### INSTRUCTIONS FOR THE TASK
All that is wanted is the span of lines from the one with "pub mod packet;" to the last line of the data, copied exactly.

☆ ☆ ☆ ☆ ☆

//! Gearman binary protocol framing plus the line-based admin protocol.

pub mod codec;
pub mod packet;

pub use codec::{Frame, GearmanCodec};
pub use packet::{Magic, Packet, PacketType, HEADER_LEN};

☆ ☆ ☆ ☆ ☆

### TASK RESPONSE
pub mod packet;

pub use codec::{Frame, GearmanCodec};
pub use packet::{Magic, Packet, PacketType, HEADER_LEN};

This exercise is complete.